I’m afraid I didn’t understand this part of your post. Are you meaning to compare instruction counts? Indeed, emulated Float16
is slower and the conversions will add many instructions. When I compare code_native(+, NTuple{2,Float16})
vs code_native(+, NTuple{2,Float32})
on my machine without native Float16
, I get 13 vs 5 instructions (native support would almost certainly reduce the 13 to the same 5).

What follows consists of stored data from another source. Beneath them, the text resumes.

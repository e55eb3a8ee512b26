//! Scout Core Library
//!
//! Cost controls for a research assistant that pays per web search and per
//! LLM call.
//!
//! # Features
//! - Two-tier search cache: exact match on normalized query and parameters,
//!   then nearest-neighbour match on query embeddings
//! - Hash-based or hosted embeddings
//! - Sliding-window rate limiting per LLM provider
//! - Fallback chain across OpenAI, Anthropic and DeepSeek with graceful
//!   degradation
//! - A concurrency gate for research pipelines

pub mod cache;
pub mod config;
pub mod db;
pub mod error;
pub mod llm;
pub mod queue;
pub mod search;

pub use cache::{make_key, CacheOptions, CacheStats, SearchCache};
pub use config::{CacheConfig, Config, EmbeddingChoice, LlmConfig, RateLimitConfig};
pub use db::Database;
pub use error::{Error, Result, ScoutError};
pub use llm::{
    select_embedder, Completion, Embedder, FallbackChain, GenerateRequest, HashEmbedder,
    HttpEmbedder, LlmProvider, ProviderKind, RateLimiter,
};
pub use queue::{QueuePermit, ResearchQueue};
pub use search::{
    CachedSearch, SearchDepth, SearchOutcome, SearchProvider, SearchRequest, TavilyClient,
};

/// Default cache directory name
pub const CACHE_DIR_NAME: &str = "scout";

/// Default config directory name
pub const CONFIG_DIR_NAME: &str = "scout";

But counting instructions out of context to determine performance of a function like +
can be misleading, since it is virtually always inlined into something larger. In practice, it will usually be 1 instruction with native support and 2+ without, depending on how many operations it can merge with neighboring operations. For example, some mov
or cvt
instructions may become unnecessary when the compiler controls the preceding/following instructions. I count 6 instructions per add on my machine in the context of code_native(+, NTuple{8,Float16}; debuginfo=:none)
(look for the repeating pattern to remove the boilerplate), but it could be less in a calculation that didn’t need to read every input from an input register or convert every argument to every operation. To this end, code_native(x -> +(x,x,x,x,x,x), Tuple{Float16}; debuginfo=:none)
uses only 3 instructions per add on my machine.
LLVM IR is very much not independent of the hardware, not just in Julia, but probably with any frontend. There are backend-specific intrinsics which can be used, of course they make sense only with specific targets. Also all the vectorisation is totally dependent on the target, as an extreme case vscale
can be used only with targets which support variable-size SIMD registries.
This is what you get for +(::Float16, ::Float16)
on a CPU with native float16 (this is Nvidia Grace):
julia> code_llvm(+, NTuple{2,Float16})
; @ float.jl:409 within `+`
define half @"julia_+_137"(half %0, half %1) #0 {
top:
%2 = fadd half %0, %1
ret half %2
}
julia> code_native(+, NTuple{2,Float16})
.text
.file "+"
.globl "julia_+_144" // -- Begin function julia_+_144
.p2align 2
.type "julia_+_144",@function
"julia_+_144": // @"julia_+_144"
; ┌ @ float.jl:409 within `+`
// %bb.0: // %top
stp x29, x30, [sp, #-16]! // 16-byte Folded Spill
mov x29, sp
fadd h0, h0, h1
ldp x29, x30, [sp], #16 // 16-byte Folded Reload
ret
.Lfunc_end0:
.size "julia_+_144", .Lfunc_end0-"julia_+_144"
; └
// -- End function
.section ".note.GNU-stack","",@progbits
Can we float this fp16 hardware check to top level Julia API? for shipping code that chooses optimal float choice based on user hardware
I’m not really sure what you mean.
I think it’s a request for something like Core.Intrinsics.is_native(Float16)
or Core.Intrinsics.native_f16()
that returns true
if the system supports native Float16
calculations and false
otherwise.
Yep
I don’t think anything like that is exposed on the Julia side (it’s only in the internals of the C side of the compiler).
But my question would also be what you want to do with that?